21/11/2023
No coração do semiárido baiano, o Programa Água Doce Bahia (PAD-Bahia) emergiu no ano de 2012 como uma resposta robusta e integrada para enfrentar desafios socioambientais, econômicos e de segurança alimentar. Na manhã desta terça-feira (21), representantes de todo o estado estiveram presentes em Salvador para a abertura do VIII Encontro Estadual do PAD-Bahia.
Organizado pela Secretaria do Meio Ambiente (Sema) e pelo Instituto do Meio Ambiente e Recursos Hídricos (Inema), e pela Companhia de Desenvolvimento e Ação Regional (CAR), o evento que acontece no Gran Hotel Stella Maris até quarta-feira (22), irá apresentar uma série de avanços e parcerias estratégicas, prometendo impactar as comunidades locais.
Pela manhã, a cerimônia de abertura contou com apresentações culturais e uma mesa de abertura que reuniu representantes de instituições que dão suporte ao programa, entre elas a Bahia Pesca, a Secretaria de Políticas para as Mulheres (SPM) e a Casa Civil, através do Programa Bahia Sem Fome.
Durante a mesa de abertura, a Secretária Nacional de Segurança Hídrica Substituta, Bárbara Souza, enfatizou a importância do PAD como um instrumento de motivação e adaptação às mudanças climáticas e de condições de sobrevivência para os moradores da região.

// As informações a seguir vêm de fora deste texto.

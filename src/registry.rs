//! Element handler registry for the structured converter
//!
//! Handlers are keyed by a [`Selector`]: either a bare tag name, or a tag
//! plus an attribute predicate written like a CSS attribute selector
//! (`li[data-type="taskItem"]`, `a[data-note-link]`). Resolution for an
//! element first tries attribute-qualified selectors for its tag, most
//! recently registered first, then the bare-tag selector.
//!
//! Registering a key equal to an existing one replaces that handler, so
//! caller overrides applied after the defaults win. A [`Registry`] is
//! frozen once its converter is built.

use std::collections::HashMap;
use std::fmt;
use std::str::FromStr;
use std::sync::Arc;

use crate::converter::HandlerContext;
use crate::dom::Element;
use crate::error::ConversionError;

/// Element handler: receives the conversion context, returns Markdown
pub type Handler = Arc<dyn Fn(&HandlerContext<'_>) -> String + Send + Sync>;

/// Which elements a handler applies to
#[derive(Debug, Clone, PartialEq, Eq, Hash)]
pub enum Selector {
    /// Any element with this tag name
    ByTag(String),
    /// Elements with this tag carrying `attr`, optionally with an exact value
    ByTagAndAttribute {
        tag: String,
        attr: String,
        value: Option<String>,
    },
}

impl Selector {
    /// Parse a registry key
    ///
    /// Accepted forms: `tag`, `tag[attr]`, `tag[attr=value]`,
    /// `tag[attr="value"]`, `tag[attr='value']`. Tag and attribute names are
    /// lower-cased.
    ///
    /// # Errors
    ///
    /// `ConversionError::InvalidSelector` for empty names, an unterminated
    /// bracket or trailing text after it.
    pub fn parse(key: &str) -> Result<Self, ConversionError> {
        let key = key.trim();
        let invalid = || ConversionError::InvalidSelector(key.to_string());

        let Some(open) = key.find('[') else {
            let tag = key.to_ascii_lowercase();
            if !is_name(&tag) {
                return Err(invalid());
            }
            return Ok(Selector::ByTag(tag));
        };

        let tag = key[..open].trim().to_ascii_lowercase();
        let inner = key[open + 1..].strip_suffix(']').ok_or_else(invalid)?;
        if !is_name(&tag) || inner.contains(['[', ']']) {
            return Err(invalid());
        }

        let (attr, value) = match inner.split_once('=') {
            Some((attr, raw)) => {
                let raw = raw.trim();
                let value = raw
                    .strip_prefix('"')
                    .and_then(|v| v.strip_suffix('"'))
                    .or_else(|| raw.strip_prefix('\'').and_then(|v| v.strip_suffix('\'')))
                    .unwrap_or(raw);
                (attr.trim().to_ascii_lowercase(), Some(value.to_string()))
            }
            None => (inner.trim().to_ascii_lowercase(), None),
        };
        if !is_name(&attr) {
            return Err(invalid());
        }

        Ok(Selector::ByTagAndAttribute { tag, attr, value })
    }

    /// Tag name the selector applies to
    pub fn tag(&self) -> &str {
        match self {
            Selector::ByTag(tag) => tag,
            Selector::ByTagAndAttribute { tag, .. } => tag,
        }
    }

    /// Evaluate the selector against an element
    pub fn matches(&self, element: &Element) -> bool {
        match self {
            Selector::ByTag(tag) => element.name == *tag,
            Selector::ByTagAndAttribute { tag, attr, value } => {
                element.name == *tag
                    && match value {
                        Some(expected) => element.attr(attr) == Some(expected.as_str()),
                        None => element.has_attr(attr),
                    }
            }
        }
    }
}

impl FromStr for Selector {
    type Err = ConversionError;

    fn from_str(s: &str) -> Result<Self, Self::Err> {
        Selector::parse(s)
    }
}

impl fmt::Display for Selector {
    fn fmt(&self, f: &mut fmt::Formatter<'_>) -> fmt::Result {
        match self {
            Selector::ByTag(tag) => write!(f, "{tag}"),
            Selector::ByTagAndAttribute {
                tag,
                attr,
                value: None,
            } => write!(f, "{tag}[{attr}]"),
            Selector::ByTagAndAttribute {
                tag,
                attr,
                value: Some(value),
            } => write!(f, "{tag}[{attr}=\"{value}\"]"),
        }
    }
}

fn is_name(name: &str) -> bool {
    !name.is_empty()
        && name
            .chars()
            .all(|c| c.is_ascii_alphanumeric() || c == '-' || c == '_' || c == ':')
}

/// Handlers grouped by tag name
#[derive(Clone, Default)]
pub struct Registry {
    by_tag: HashMap<String, Vec<(Selector, Handler)>>,
}

impl Registry {
    pub fn new() -> Self {
        Self::default()
    }

    /// Insert a handler, replacing any handler under an equal selector
    pub fn insert(&mut self, selector: Selector, handler: Handler) {
        let entries = self.by_tag.entry(selector.tag().to_string()).or_default();
        entries.retain(|(existing, _)| *existing != selector);
        entries.push((selector, handler));
    }

    /// Parse `key` and register `handler` under it
    pub fn register<F>(&mut self, key: &str, handler: F) -> Result<(), ConversionError>
    where
        F: Fn(&HandlerContext<'_>) -> String + Send + Sync + 'static,
    {
        let selector = Selector::parse(key)?;
        self.insert(selector, Arc::new(handler));
        Ok(())
    }

    /// Register several handlers in iteration order
    ///
    /// Stops at the first invalid key; handlers before it stay registered.
    pub fn register_bulk<'k, I>(&mut self, handlers: I) -> Result<(), ConversionError>
    where
        I: IntoIterator<Item = (&'k str, Handler)>,
    {
        for (key, handler) in handlers {
            let selector = Selector::parse(key)?;
            self.insert(selector, handler);
        }
        Ok(())
    }

    /// Find the handler for an element
    pub fn resolve(&self, element: &Element) -> Option<&Handler> {
        let entries = self.by_tag.get(&element.name)?;

        entries
            .iter()
            .rev()
            .find(|(selector, _)| {
                matches!(selector, Selector::ByTagAndAttribute { .. }) && selector.matches(element)
            })
            .or_else(|| {
                entries
                    .iter()
                    .find(|(selector, _)| matches!(selector, Selector::ByTag(_)))
            })
            .map(|(_, handler)| handler)
    }

    /// Number of registered selectors
    pub fn len(&self) -> usize {
        self.by_tag.values().map(Vec::len).sum()
    }

    pub fn is_empty(&self) -> bool {
        self.len() == 0
    }

    pub fn contains(&self, selector: &Selector) -> bool {
        self.by_tag
            .get(selector.tag())
            .is_some_and(|entries| entries.iter().any(|(s, _)| s == selector))
    }
}

impl fmt::Debug for Registry {
    fn fmt(&self, f: &mut fmt::Formatter<'_>) -> fmt::Result {
        let mut selectors: Vec<String> = self
            .by_tag
            .values()
            .flatten()
            .map(|(selector, _)| selector.to_string())
            .collect();
        selectors.sort();
        f.debug_struct("Registry")
            .field("selectors", &selectors)
            .finish()
    }
}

“Nesse aspecto, o Programa Água Doce encontra o seu valor como importante instrumento de enfrentamento e adaptação para as mudanças climáticas em curso”, disse.
Resultados
“Hoje, os resultados falam por si. São 55 municípios e 291 comunidades beneficiadas, impactando quase 70 mil pessoas e milhares de famílias”, destacou o Superintendente de Políticas e Planejamento Ambiental da Sema, Tiago Porto, que representou o secretário estadual do Meio Ambiente Eduardo Mendonça Sodré Martins no encontro.
Em sua fala na mesa de abertura, Porto ressalta que o sucesso do programa está no protagonismo ativo da Sema em conjunto com a atuação dos órgãos e entidades do Governo do Estado e da sociedade civil.
O superintendente abordou ainda a questão da sensibilidade do programa às mudanças climáticas, reforçando que o combate a esses desafios é uma das metas do PAD na Bahia.
Participação
A coordenadora estadual do PAD, Luciana Santa Rita, ressaltou o caráter participativo do evento, evidenciando o esforço das comunidades que percorreram longas distâncias para estarem presentes no encontro.
“Nosso programa hoje possui a premissa de tratar a água como o primeiro alimento e o alimento do alimento. Com a água e a partir da água, a gente consegue fazer tudo, inclusive ganhar renda.”, destacou a coordenadora.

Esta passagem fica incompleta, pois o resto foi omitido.